Sweetness blooms on scorched ground.

They say the rain here tastes like sugar.

That the wind is spun from silk and laughter.


And that if you listen carefully, the soil hums lullabies to the youngest workers.
But Candy Floss was never a place for children.
It was a place of children.

A sweet surface hides a bitter core.

Candy Floss Land was designed to dazzle — pastel skies, floating cities, endless fields of spun sugar. But behind the shimmer lies a system built on extraction, silence, and suffering. The land is beautiful only to those who never bend down and touch the soil.

Sugar grows unnaturally fast, fueled by chemical injections and soil-stripping engines. Fields bloom, then collapse. Nothing is left but ash and profit.

The landscape is a factory in disguise, and the colors are designed to distract.

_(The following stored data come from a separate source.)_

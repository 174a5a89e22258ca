use std::time::Duration;

use serde::{Deserialize, Serialize};
use serde_json::{Map, Value};

use super::defaults;
use crate::errors::{BeaconResult, ConfigError};

/// Page-facing camelCase names accepted for the snake_case fields.
const FIELD_ALIASES: &[(&str, &str)] = &[
    ("apiBase", "api_base"),
    ("maxRetries", "max_retries"),
    ("batchSize", "batch_size"),
    ("batchTimeout", "batch_timeout_ms"),
];

fn canonical_key(key: &str) -> &str {
    FIELD_ALIASES
        .iter()
        .find(|(alias, _)| *alias == key)
        .map_or(key, |(_, field)| field)
}

/// Options for one tracker instance.
///
/// Loaded from TOML or built in code, then patched at runtime by `config`
/// commands through [`TrackerOptions::apply_patch`]. The page API's
/// camelCase names (`batchSize`, `batchTimeout`, ...) are accepted too.
#[derive(Debug, Clone, PartialEq, Serialize, Deserialize)]
#[serde(default, deny_unknown_fields)]
pub struct TrackerOptions {
    /// Collector base URL.
    #[serde(alias = "apiBase")]
    pub api_base: String,
    /// Site-configuration service base URL.
    pub config_base: String,
    /// Delivery attempts before an event is dropped.
    #[serde(alias = "maxRetries")]
    pub max_retries: u32,
    /// Queue length that triggers an immediate flush.
    #[serde(alias = "batchSize")]
    pub batch_size: usize,
    /// Period of the recurring flush timer, in milliseconds.
    #[serde(alias = "batchTimeout")]
    pub batch_timeout_ms: u64,
    /// Upper bound on a single event delivery, in milliseconds.
    pub send_timeout_ms: u64,
    /// Upper bound on the site-configuration fetch, in milliseconds.
    pub config_timeout_ms: u64,
    /// Upper bound on each storage connect/get/set, in milliseconds.
    pub storage_timeout_ms: u64,
    /// Upper bound on fingerprint provider load plus lookup, in milliseconds.
    pub fingerprint_timeout_ms: u64,
    /// Region passed to the fingerprint provider on load.
    pub fingerprint_region: String,
    /// Verbose diagnostics.
    pub debug: bool,
}

impl Default for TrackerOptions {
    fn default() -> Self {
        Self {
            api_base: defaults::DEFAULT_API_BASE.to_string(),
            config_base: defaults::DEFAULT_CONFIG_BASE.to_string(),
            max_retries: defaults::DEFAULT_MAX_RETRIES,
            batch_size: defaults::DEFAULT_BATCH_SIZE,
            batch_timeout_ms: defaults::DEFAULT_BATCH_TIMEOUT_MS,
            send_timeout_ms: defaults::DEFAULT_SEND_TIMEOUT_MS,
            config_timeout_ms: defaults::DEFAULT_CONFIG_TIMEOUT_MS,
            storage_timeout_ms: defaults::DEFAULT_STORAGE_TIMEOUT_MS,
            fingerprint_timeout_ms: defaults::DEFAULT_FINGERPRINT_TIMEOUT_MS,
            fingerprint_region: defaults::DEFAULT_FINGERPRINT_REGION.to_string(),
            debug: defaults::DEFAULT_DEBUG,
        }
    }
}

impl TrackerOptions {
    /// Parse options from TOML. Missing keys take their defaults.
    pub fn from_toml(input: &str) -> BeaconResult<Self> {
        let options: Self = toml::from_str(input).map_err(|e| ConfigError::ParseFailed {
            reason: e.to_string(),
        })?;
        options.validate()?;
        Ok(options)
    }

    /// Shallow-merge a patch into these options.
    ///
    /// Top-level keys replace the current values; camelCase aliases land on
    /// their snake_case field. On any error the options are left untouched.
    pub fn apply_patch(&mut self, patch: &Map<String, Value>) -> BeaconResult<()> {
        let mut merged = match serde_json::to_value(&*self) {
            Ok(Value::Object(map)) => map,
            Ok(other) => {
                return Err(ConfigError::InvalidPatch {
                    reason: format!("options serialized to a non-object: {other}"),
                }
                .into())
            }
            Err(e) => {
                return Err(ConfigError::InvalidPatch {
                    reason: e.to_string(),
                }
                .into())
            }
        };
        for (key, value) in patch {
            merged.insert(canonical_key(key).to_string(), value.clone());
        }
        let updated: Self =
            serde_json::from_value(Value::Object(merged)).map_err(|e| ConfigError::InvalidPatch {
                reason: e.to_string(),
            })?;
        updated.validate()?;
        *self = updated;
        Ok(())
    }

    /// Reject values the pipeline cannot run with.
    pub fn validate(&self) -> BeaconResult<()> {
        if self.batch_size == 0 {
            return Err(ConfigError::InvalidValue {
                field: "batch_size".into(),
                reason: "must be at least 1".into(),
            }
            .into());
        }
        if self.batch_timeout_ms == 0 {
            return Err(ConfigError::InvalidValue {
                field: "batch_timeout_ms".into(),
                reason: "must be at least 1".into(),
            }
            .into());
        }
        if self.api_base.is_empty() {
            return Err(ConfigError::InvalidValue {
                field: "api_base".into(),
                reason: "must not be empty".into(),
            }
            .into());
        }
        Ok(())
    }

    pub fn batch_timeout(&self) -> Duration {
        Duration::from_millis(self.batch_timeout_ms)
    }

    pub fn send_timeout(&self) -> Duration {
        Duration::from_millis(self.send_timeout_ms)
    }

    pub fn config_timeout(&self) -> Duration {
        Duration::from_millis(self.config_timeout_ms)
    }

    pub fn storage_timeout(&self) -> Duration {
        Duration::from_millis(self.storage_timeout_ms)
    }

    pub fn fingerprint_timeout(&self) -> Duration {
        Duration::from_millis(self.fingerprint_timeout_ms)
    }
}
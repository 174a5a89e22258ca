/// HTTP transport errors.
#[derive(Debug, thiserror::Error)]
pub enum TransportError {
    #[error("network error: {reason}")]
    Network { reason: String },

    #[error("request timed out after {timeout_ms}ms")]
    Timeout { timeout_ms: u64 },

    #[error("HTTP {status}")]
    Status { status: u16 },

    #[error("failed to build request: {reason}")]
    InvalidRequest { reason: String },
}
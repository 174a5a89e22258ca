use serde::{Deserialize, Serialize};

use super::SessionDescriptor;
use crate::constants::{FALLBACK_ID_PREFIX, LOCAL_ID_PREFIX};

/// Where a user identifier came from.
#[derive(Debug, Clone, Copy, PartialEq, Eq, Hash, Serialize, Deserialize)]
#[serde(rename_all = "lowercase")]
pub enum UserIdType {
    /// Issued by the fingerprint provider.
    Fingerprint,
    /// Derived on the client from environment attributes.
    Local,
    /// Throwaway identifier scoped to the current session.
    Fallback,
}

impl UserIdType {
    pub fn as_str(&self) -> &'static str {
        match self {
            UserIdType::Fingerprint => "fingerprint",
            UserIdType::Local => "local",
            UserIdType::Fallback => "fallback",
        }
    }
}

/// The durable user identity of a tracker instance. Immutable once resolved.
#[derive(Debug, Clone, PartialEq, Eq, Serialize, Deserialize)]
pub struct IdentityRecord {
    pub user_id: String,
    pub user_id_type: UserIdType,
}

impl IdentityRecord {
    pub fn new(user_id: impl Into<String>, user_id_type: UserIdType) -> Self {
        Self {
            user_id: user_id.into(),
            user_id_type,
        }
    }

    /// Classify an identifier read back from storage.
    ///
    /// Stored values carry no type tag; the `local_` prefix is the only marker.
    pub fn from_stored(user_id: impl Into<String>) -> Self {
        let user_id = user_id.into();
        let user_id_type = if user_id.starts_with(LOCAL_ID_PREFIX) {
            UserIdType::Local
        } else {
            UserIdType::Fingerprint
        };
        Self {
            user_id,
            user_id_type,
        }
    }

    /// Last-resort identity used when every resolution step failed.
    pub fn fallback(session: &SessionDescriptor) -> Self {
        Self {
            user_id: format!("{FALLBACK_ID_PREFIX}{}", session.session_id),
            user_id_type: UserIdType::Fallback,
        }
    }

    /// Whether this identity may be written to storage.
    pub fn is_persistable(&self) -> bool {
        self.user_id_type != UserIdType::Fallback
    }
}
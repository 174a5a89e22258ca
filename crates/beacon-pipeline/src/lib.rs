//! # beacon-pipeline
//!
//! Moves events from the tracker to the collector.
//!
//! - [`EventQueue`]: FIFO of events waiting for delivery.
//! - [`Batcher`]: flushes the queue on a size threshold or a timer, and
//!   requeues or drops events whose delivery failed.
//! - [`DeliveryEngine`]: one POST per event, classified as delivered or not.
//! - [`wire`]: the JSON payload the collector receives.
//! - [`transport`]: reqwest-backed collector and site-config clients.

pub mod batcher;
pub mod delivery;
pub mod queue;
pub mod transport;
pub mod wire;

pub use batcher::{BatchPolicy, Batcher, DeliveryObserver};
pub use delivery::{DeliverySettings, DeliveryEngine};
pub use queue::EventQueue;
pub use transport::{HttpSiteConfigSource, HttpTransport, LoadedSiteConfig, SiteConfigLoader};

Everything here is grown to please — to look good, to taste better, to sell fastest.

The Extraction Fields

black blue and yellow textile

The Lost Children

They call them flosslings.

Raised in the shadow of the refineries, these children are born into labor, not life.

They are small, fast, silent — chosen for the precision needed in the sugar-harvesting plants. Their laughter is used in ads. Their pain is not recorded.

The War That Followed

It was never sustainable.

The soil broke. The children grew angry. The illusion cracked.

What followed was called the Sugar War — an uprising, a collapse, a reckoning.

This Is What Remains

This series collects the visual residue of Candy Floss — not as it was sold, but as it was lived.